Obter informações claras do Irão é quase impossível, uma vez que o regime teocrático restringiu o acesso a formas básicas de comunicação e implementou um bloqueio total da Internet nos últimos dias.

Desde pequenas greves e greves de mercado até um movimento nacional, o ABC NEWS Verify acompanhou o surgimento, o crescimento e a propagação de protestos usando a visão limitada que emergiu de dentro do Irã.

O que se tornou cada vez mais claro é que as autoridades iranianas lançaram uma severa repressão aos protestos, com mais de 500 pessoas alegadamente mortas desde 28 de Dezembro.

Ao contrário da agitação civil de 2022, liderada principalmente por manifestantes estudantis e estimulada pela morte sob custódia policial da mulher curda iraniana Mahsa Amini, estes protestos actuais são liderados por proprietários de empresas, retalhistas e trabalhadores de fábricas. Eles se espalharam então para estudantes universitários e iranianos comuns.

as brasas

Os primeiros sinais desta última agitação civil em todo o Irão foram vistos numa série de pequenos protestos fora de Teerão, por trabalhadores de refinarias de açúcar e petróleo e mineiros de ouro, em 27 e 28 de Dezembro de 2025.

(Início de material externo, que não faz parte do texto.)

//! Lens modules CLI
//!
//! Command-line interface for previewing mirror reward schedules, encoding
//! module configuration and running scripted hub scenarios.

mod scenario;

use anyhow::Context;
use clap::{Parser, Subcommand};
use lens_core::Address;
use lens_hub::config::LoggingConfig;
use lens_hub::{Deployment, HubConfig};
use lens_reference::{DecaySchedule, ExponentialDecay, RewardConfig};
use scenario::{Runner, Scenario, TokenAmount};
use std::path::{Path, PathBuf};
use tracing_subscriber::{layer::SubscriberExt, util::SubscriberInitExt, EnvFilter};

/// Largest table `lens schedule` prints
const MAX_SCHEDULE_ROWS: u64 = 100_000;

#[derive(Parser)]
#[command(name = "lens")]
#[command(version)]
#[command(about = "Lens follow and reference modules", long_about = None)]
struct Cli {
    #[command(subcommand)]
    command: Commands,

    /// Verbose logging
    #[arg(short, long, global = true)]
    verbose: bool,

    /// Configuration file path
    #[arg(short, long, global = true, default_value = "lens.toml")]
    config: PathBuf,
}

#[derive(Subcommand)]
enum Commands {
    /// Print the per-mirror reward table for a pool
    Schedule {
        /// Total reward, in base units or as "<n> tokens"
        #[arg(short, long, value_parser = TokenAmount::parse)]
        total: TokenAmount,

        /// Number of rewarded mirrors
        #[arg(short, long, value_parser = clap::value_parser!(u64).range(1..=MAX_SCHEDULE_ROWS))]
        limit: u64,

        /// Retention per slot in basis points, overrides the config
        #[arg(long)]
        retention_bps: Option<u32>,

        /// Print JSON instead of a table
        #[arg(long)]
        json: bool,
    },

    /// Encode limited-rewards initialization data as hex
    EncodeReward {
        #[arg(short, long, value_parser = TokenAmount::parse)]
        total: TokenAmount,

        #[arg(short, long)]
        limit: u64,

        /// Reward currency, as hex or an account label
        #[arg(short, long)]
        asset: String,

        /// Restrict comments and mirrors to followers
        #[arg(long)]
        follower_only: bool,
    },

    /// Run a scenario file against a fresh in-memory hub
    Simulate {
        /// Scenario TOML file
        #[arg(short, long)]
        scenario: PathBuf,
    },

    /// Print the effective configuration
    Config,
}

fn init_logging(verbose: bool, logging: &LoggingConfig) {
    let env_filter = if verbose {
        EnvFilter::try_from_default_env().unwrap_or_else(|_| EnvFilter::new("debug"))
    } else {
        EnvFilter::try_from_default_env().unwrap_or_else(|_| EnvFilter::new(&logging.level))
    };

    let registry = tracing_subscriber::registry().with(env_filter);
    if logging.format == "json" {
        registry
            .with(tracing_subscriber::fmt::layer().json().with_target(true))
            .init();
    } else {
        registry
            .with(
                tracing_subscriber::fmt::layer()
                    .with_target(true)
                    .with_thread_ids(false)
                    .with_file(false),
            )
            .init();
    }
}

fn parse_asset(asset: &str) -> Address {
    asset.parse().unwrap_or_else(|_| Address::derive(asset))
}

fn load_config(path: &Path) -> anyhow::Result<HubConfig> {
    HubConfig::load(path).with_context(|| format!("loading {}", path.display()))
}

fn main() -> anyhow::Result<()> {
    let cli = Cli::parse();
    let config = load_config(&cli.config)?;
    init_logging(cli.verbose, &config.logging);

    match cli.command {
        Commands::Schedule {
            total,
            limit,
            retention_bps,
            json,
        } => {
            let schedule = match retention_bps {
                Some(bps) => ExponentialDecay::new(bps)?,
                None => config.rewards.schedule()?,
            };
            let table = schedule.preview(total.0, limit);
            let paid: u128 = table.iter().sum();

            if json {
                let out = serde_json::json!({
                    "total": total.0.to_string(),
                    "limit": limit,
                    "retention_bps": schedule.retention_bps(),
                    "rewards": table.iter().map(|r| r.to_string()).collect::<Vec<_>>(),
                    "distributed": paid.to_string(),
                    "undistributed": (total.0 - paid).to_string(),
                });
                println!("{}", serde_json::to_string_pretty(&out)?);
            } else {
                println!("Retention: {} bps", schedule.retention_bps());
                println!("{:>8}  {:>40}", "mirror", "reward");
                for (slot, reward) in table.iter().enumerate() {
                    println!("{:>8}  {:>40}", slot + 1, reward);
                }
                println!("");
                println!("Distributed: {}", paid);
                println!("Undistributed: {}", total.0 - paid);
            }
        }

        Commands::EncodeReward {
            total,
            limit,
            asset,
            follower_only,
        } => {
            let config = RewardConfig {
                total_reward: total.0,
                mirror_limit: limit,
                asset: parse_asset(&asset),
                follower_only,
            };
            config.validate()?;
            println!("0x{}", hex::encode(config.encode()));
        }

        Commands::Simulate { scenario } => {
            let content = std::fs::read_to_string(&scenario)
                .with_context(|| format!("reading {}", scenario.display()))?;
            let scenario = Scenario::from_toml(&content)?;

            tracing::info!(steps = scenario.steps.len(), "running scenario");
            let mut runner = Runner::new(Deployment::new(config)?);
            let report = runner.run(&scenario)?;
            println!("{}", serde_json::to_string_pretty(&report)?);
        }

        Commands::Config => {
            print!("{}", config.to_toml()?);
        }
    }

    Ok(())
}

#[cfg(test)]
mod tests {
    use super::*;

    fn schedule_limit(limit: &str) -> Result<u64, clap::Error> {
        let cli = Cli::try_parse_from(["lens", "schedule", "--total", "10000", "--limit", limit])?;
        match cli.command {
            Commands::Schedule { limit, .. } => Ok(limit),
            _ => unreachable!(),
        }
    }

    #[test]
    fn test_schedule_limit_is_bounded() {
        assert_eq!(schedule_limit("100").unwrap(), 100);
        assert_eq!(schedule_limit("100000").unwrap(), MAX_SCHEDULE_ROWS);
        assert!(schedule_limit("100001").is_err());
        assert!(schedule_limit("18446744073709551615").is_err());
        assert!(schedule_limit("0").is_err());
    }

    #[test]
    fn test_encode_reward_accepts_large_limits() {
        let cli = Cli::try_parse_from([
            "lens",
            "encode-reward",
            "--total",
            "1 tokens",
            "--limit",
            "1000000",
            "--asset",
            "usdc",
        ])
        .unwrap();
        assert!(matches!(cli.command, Commands::EncodeReward { limit: 1_000_000, .. }));
    }
}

Em 29 de Dezembro, o movimento chegou à capital Teerão e os trabalhadores de algumas lojas de telemóveis no mercado de Alaeddin saíram em greve organizada.

A algumas centenas de metros de distância, na rua Lalehzar, os mercados de ouro fecharam pouco depois.

Esta greve em massa é o primeiro vídeo que o ABC NEWS Verify obteve de protestos dentro de Teerã.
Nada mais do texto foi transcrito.